PROBLEM TO SOLVE:
Every entry needs to be given again exactly as it reads.

(Saved data entries)
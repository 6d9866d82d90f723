//! Authorization system for yamdb
//!
//! Provides context-based authorization:
//! - Anonymous access for reads
//! - Bearer-token authenticated users with a role
//! - Author-or-staff checks for reviews and comments
//!
//! Token cryptography is out of scope: tokens are opaque strings handed out
//! by a [`TokenIssuer`] in exchange for a valid confirmation code.

use crate::core::error::{ApiError, ApiResult, StorageError};
use crate::server::AppState;
use async_trait::async_trait;
use axum::extract::FromRequestParts;
use axum::http::header::AUTHORIZATION;
use axum::http::request::Parts;
use serde::{Deserialize, Serialize};
use std::collections::HashMap;
use std::sync::RwLock;
use uuid::Uuid;

/// User role
#[derive(Debug, Clone, Copy, PartialEq, Eq, Default, Serialize, Deserialize)]
#[serde(rename_all = "lowercase")]
pub enum Role {
    #[default]
    User,
    Moderator,
    Admin,
}

impl Role {
    /// Moderators and admins may edit other people's reviews and comments
    pub fn is_staff(&self) -> bool {
        matches!(self, Role::Moderator | Role::Admin)
    }
}

/// Authorization context extracted from a request
#[derive(Debug, Clone)]
pub enum AuthContext {
    /// Authenticated user
    User {
        user_id: i64,
        username: String,
        role: Role,
    },

    /// No authentication (public access)
    Anonymous,
}

impl AuthContext {
    /// Get user_id if available
    pub fn user_id(&self) -> Option<i64> {
        match self {
            AuthContext::User { user_id, .. } => Some(*user_id),
            AuthContext::Anonymous => None,
        }
    }

    /// Check if context represents an admin
    pub fn is_admin(&self) -> bool {
        matches!(self, AuthContext::User { role: Role::Admin, .. })
    }

    /// Check if context represents a moderator or an admin
    pub fn is_staff(&self) -> bool {
        matches!(self, AuthContext::User { role, .. } if role.is_staff())
    }

    /// The authenticated user's id, or 401
    pub fn require_user(&self) -> ApiResult<i64> {
        self.user_id()
            .ok_or_else(|| ApiError::Unauthorized("authentication required".into()))
    }
}

/// Authorization policy for an operation
#[derive(Debug, Clone)]
pub enum AuthPolicy {
    /// Public access (no auth required)
    Public,

    /// Any authenticated user
    Authenticated,

    /// Admin only
    AdminOnly,

    /// The resource author, a moderator or an admin
    AuthorOrStaff { author_id: i64 },
}

impl AuthPolicy {
    /// Check if auth context satisfies this policy
    pub fn check(&self, context: &AuthContext) -> bool {
        match self {
            AuthPolicy::Public => true,

            AuthPolicy::Authenticated => !matches!(context, AuthContext::Anonymous),

            AuthPolicy::AdminOnly => context.is_admin(),

            AuthPolicy::AuthorOrStaff { author_id } => {
                context.user_id() == Some(*author_id) || context.is_staff()
            }
        }
    }

    /// Like [`check`](Self::check), but as an error: 401 for anonymous callers, 403 otherwise
    pub fn enforce(&self, context: &AuthContext) -> ApiResult<()> {
        if self.check(context) {
            return Ok(());
        }
        match context {
            AuthContext::Anonymous => {
                Err(ApiError::Unauthorized("authentication required".into()))
            }
            AuthContext::User { username, .. } => Err(ApiError::Forbidden(format!(
                "user '{}' is not allowed to perform this action",
                username
            ))),
        }
    }
}

// =============================================================================
// Tokens and confirmation codes
// =============================================================================

/// Issues and resolves access tokens
#[async_trait]
pub trait TokenIssuer: Send + Sync {
    /// Issue a new token for a user
    async fn issue(&self, user_id: i64) -> ApiResult<String>;

    /// Resolve a token to the user it was issued for
    async fn resolve(&self, token: &str) -> ApiResult<Option<i64>>;
}

/// Opaque random tokens kept in memory
#[derive(Default)]
pub struct InMemoryTokenIssuer {
    tokens: RwLock<HashMap<String, i64>>,
}

impl InMemoryTokenIssuer {
    pub fn new() -> Self {
        Self::default()
    }
}

#[async_trait]
impl TokenIssuer for InMemoryTokenIssuer {
    async fn issue(&self, user_id: i64) -> ApiResult<String> {
        let token = Uuid::new_v4().simple().to_string();
        self.tokens
            .write()
            .map_err(|e| StorageError::Unavailable(format!("token store: {}", e)))?
            .insert(token.clone(), user_id);
        Ok(token)
    }

    async fn resolve(&self, token: &str) -> ApiResult<Option<i64>> {
        Ok(self
            .tokens
            .read()
            .map_err(|e| StorageError::Unavailable(format!("token store: {}", e)))?
            .get(token)
            .copied())
    }
}

/// One current confirmation code per user
#[derive(Default)]
pub struct ConfirmationCodes {
    codes: RwLock<HashMap<i64, String>>,
}

impl ConfirmationCodes {
    pub fn new() -> Self {
        Self::default()
    }

    /// Generate a fresh code for the user, replacing any previous one
    pub fn generate(&self, user_id: i64) -> String {
        let code = Uuid::new_v4().simple().to_string();
        if let Ok(mut codes) = self.codes.write() {
            codes.insert(user_id, code.clone());
        }
        code
    }

    /// Check a submitted code against the user's current one
    pub fn verify(&self, user_id: i64, code: &str) -> bool {
        self.codes
            .read()
            .map(|codes| codes.get(&user_id).is_some_and(|current| current == code))
            .unwrap_or(false)
    }

    /// Forget the user's code (user deleted)
    pub fn revoke(&self, user_id: i64) {
        if let Ok(mut codes) = self.codes.write() {
            codes.remove(&user_id);
        }
    }
}

/// Out-of-band delivery of confirmation codes
#[async_trait]
pub trait CodeSender: Send + Sync {
    async fn send(&self, username: &str, email: &str, code: &str) -> ApiResult<()>;
}

/// Delivers codes to the log, like a console mail backend
pub struct LogCodeSender;

#[async_trait]
impl CodeSender for LogCodeSender {
    async fn send(&self, username: &str, email: &str, code: &str) -> ApiResult<()> {
        tracing::info!(%username, %email, confirmation_code = %code, "Confirmation code sent");
        Ok(())
    }
}

// =============================================================================
// Extractor
// =============================================================================

impl FromRequestParts<AppState> for AuthContext {
    type Rejection = ApiError;

    async fn from_request_parts(parts: &mut Parts, state: &AppState) -> ApiResult<Self> {
        let Some(header) = parts.headers.get(AUTHORIZATION) else {
            return Ok(AuthContext::Anonymous);
        };

        let token = header
            .to_str()
            .ok()
            .and_then(|value| value.strip_prefix("Bearer "))
            .map(str::trim)
            .filter(|token| !token.is_empty())
            .ok_or_else(|| ApiError::Unauthorized("malformed Authorization header".into()))?;

        let user_id = state
            .tokens
            .resolve(token)
            .await?
            .ok_or_else(|| ApiError::Unauthorized("invalid token".into()))?;

        let user = state
            .store
            .users
            .get(user_id)
            .await?
            .ok_or_else(|| ApiError::Unauthorized("user no longer exists".into()))?;

        Ok(AuthContext::User {
            user_id: user.id,
            username: user.username,
            role: user.role,
        })
    }
}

WRITTEN RESPONSE:
repository 6d9866d82d90f723
//! Authorization system for yamdb
//!
//! Provides context-based authorization:
//! - Anonymous access for reads
//! - Bearer-token authenticated users with a role
//! - Author-or-staff checks for reviews and comments
//!
//! Token cryptography is out of scope: tokens are opaque strings handed out
//! by a [`TokenIssuer`] in exchange for a valid confirmation code.

use crate::core::error::{ApiError, ApiResult, StorageError};
use crate::server::AppState;
use async_trait::async_trait;
use axum::extract::FromRequestParts;
use axum::http::header::AUTHORIZATION;
use axum::http::request::Parts;
use serde::{Deserialize, Serialize};
use std::collections::HashMap;
use std::sync::RwLock;
use uuid::Uuid;

/// User role
#[derive(Debug, Clone, Copy, PartialEq, Eq, Default, Serialize, Deserialize)]
#[serde(rename_all = "lowercase")]
pub enum Role {
    #[default]
    User,
    Moderator,
    Admin,
}

impl Role {
    /// Moderators and admins may edit other people's reviews and comments
    pub fn is_staff(&self) -> bool {
        matches!(self, Role::Moderator | Role::Admin)
    }
}

/// Authorization context extracted from a request
#[derive(Debug, Clone)]
pub enum AuthContext {
    /// Authenticated user
    User {
        user_id: i64,
        username: String,
        role: Role,
    },

    /// No authentication (public access)
    Anonymous,
}

impl AuthContext {
    /// Get user_id if available
    pub fn user_id(&self) -> Option<i64> {
        match self {
            AuthContext::User { user_id, .. } => Some(*user_id),
            AuthContext::Anonymous => None,
        }
    }

    /// Check if context represents an admin
    pub fn is_admin(&self) -> bool {
        matches!(self, AuthContext::User { role: Role::Admin, .. })
    }

    /// Check if context represents a moderator or an admin
    pub fn is_staff(&self) -> bool {
        matches!(self, AuthContext::User { role, .. } if role.is_staff())
    }

    /// The authenticated user's id, or 401
    pub fn require_user(&self) -> ApiResult<i64> {
        self.user_id()
            .ok_or_else(|| ApiError::Unauthorized("authentication required".into()))
    }
}

/// Authorization policy for an operation
#[derive(Debug, Clone)]
pub enum AuthPolicy {
    /// Public access (no auth required)
    Public,

    /// Any authenticated user
    Authenticated,

    /// Admin only
    AdminOnly,

    /// The resource author, a moderator or an admin
    AuthorOrStaff { author_id: i64 },
}

impl AuthPolicy {
    /// Check if auth context satisfies this policy
    pub fn check(&self, context: &AuthContext) -> bool {
        match self {
            AuthPolicy::Public => true,

            AuthPolicy::Authenticated => !matches!(context, AuthContext::Anonymous),

            AuthPolicy::AdminOnly => context.is_admin(),

            AuthPolicy::AuthorOrStaff { author_id } => {
                context.user_id() == Some(*author_id) || context.is_staff()
            }
        }
    }

    /// Like [`check`](Self::check), but as an error: 401 for anonymous callers, 403 otherwise
    pub fn enforce(&self, context: &AuthContext) -> ApiResult<()> {
        if self.check(context) {
            return Ok(());
        }
        match context {
            AuthContext::Anonymous => {
                Err(ApiError::Unauthorized("authentication required".into()))
            }
            AuthContext::User { username, .. } => Err(ApiError::Forbidden(format!(
                "user '{}' is not allowed to perform this action",
                username
            ))),
        }
    }
}

// =============================================================================
// Tokens and confirmation codes
// =============================================================================

/// Issues and resolves access tokens
#[async_trait]
pub trait TokenIssuer: Send + Sync {
    /// Issue a new token for a user
    async fn issue(&self, user_id: i64) -> ApiResult<String>;

    /// Resolve a token to the user it was issued for
    async fn resolve(&self, token: &str) -> ApiResult<Option<i64>>;
}

/// Opaque random tokens kept in memory
#[derive(Default)]
pub struct InMemoryTokenIssuer {
    tokens: RwLock<HashMap<String, i64>>,
}

impl InMemoryTokenIssuer {
    pub fn new() -> Self {
        Self::default()
    }
}

#[async_trait]
impl TokenIssuer for InMemoryTokenIssuer {
    async fn issue(&self, user_id: i64) -> ApiResult<String> {
        let token = Uuid::new_v4().simple().to_string();
        self.tokens
            .write()
            .map_err(|e| StorageError::Unavailable(format!("token store: {}", e)))?
            .insert(token.clone(), user_id);
        Ok(token)
    }

    async fn resolve(&self, token: &str) -> ApiResult<Option<i64>> {
        Ok(self
            .tokens
            .read()
            .map_err(|e| StorageError::Unavailable(format!("token store: {}", e)))?
            .get(token)
            .copied())
    }
}

/// One current confirmation code per user
#[derive(Default)]
pub struct ConfirmationCodes {
    codes: RwLock<HashMap<i64, String>>,
}

impl ConfirmationCodes {
    pub fn new() -> Self {
        Self::default()
    }

    /// Generate a fresh code for the user, replacing any previous one
    pub fn generate(&self, user_id: i64) -> String {
        let code = Uuid::new_v4().simple().to_string();
        if let Ok(mut codes) = self.codes.write() {
            codes.insert(user_id, code.clone());
        }
        code
    }

    /// Check a submitted code against the user's current one
    pub fn verify(&self, user_id: i64, code: &str) -> bool {
        self.codes
            .read()
            .map(|codes| codes.get(&user_id).is_some_and(|current| current == code))
            .unwrap_or(false)
    }

    /// Forget the user's code (user deleted)
    pub fn revoke(&self, user_id: i64) {
        if let Ok(mut codes) = self.codes.write() {
            codes.remove(&user_id);
        }
    }
}

/// Out-of-band delivery of confirmation codes
#[async_trait]
pub trait CodeSender: Send + Sync {
    async fn send(&self, username: &str, email: &str, code: &str) -> ApiResult<()>;
}

/// Delivers codes to the log, like a console mail backend
pub struct LogCodeSender;

#[async_trait]
impl CodeSender for LogCodeSender {
    async fn send(&self, username: &str, email: &str, code: &str) -> ApiResult<()> {
        tracing::info!(%username, %email, confirmation_code = %code, "Confirmation code sent");
        Ok(())
    }
}

// =============================================================================
// Extractor
// =============================================================================

impl FromRequestParts<AppState> for AuthContext {
    type Rejection = ApiError;

    async fn from_request_parts(parts: &mut Parts, state: &AppState) -> ApiResult<Self> {
        let Some(header) = parts.headers.get(AUTHORIZATION) else {
            return Ok(AuthContext::Anonymous);
        };

        let token = header
            .to_str()
            .ok()
            .and_then(|value| value.strip_prefix("Bearer "))
            .map(str::trim)
            .filter(|token| !token.is_empty())
            .ok_or_else(|| ApiError::Unauthorized("malformed Authorization header".into()))?;

        let user_id = state
            .tokens
            .resolve(token)
            .await?
            .ok_or_else(|| ApiError::Unauthorized("invalid token".into()))?;

        let user = state
            .store
            .users
            .get(user_id)
            .await?
            .ok_or_else(|| ApiError::Unauthorized("user no longer exists".into()))?;

        Ok(AuthContext::User {
            user_id: user.id,
            username: user.username,
            role: user.role,
        })
    }
}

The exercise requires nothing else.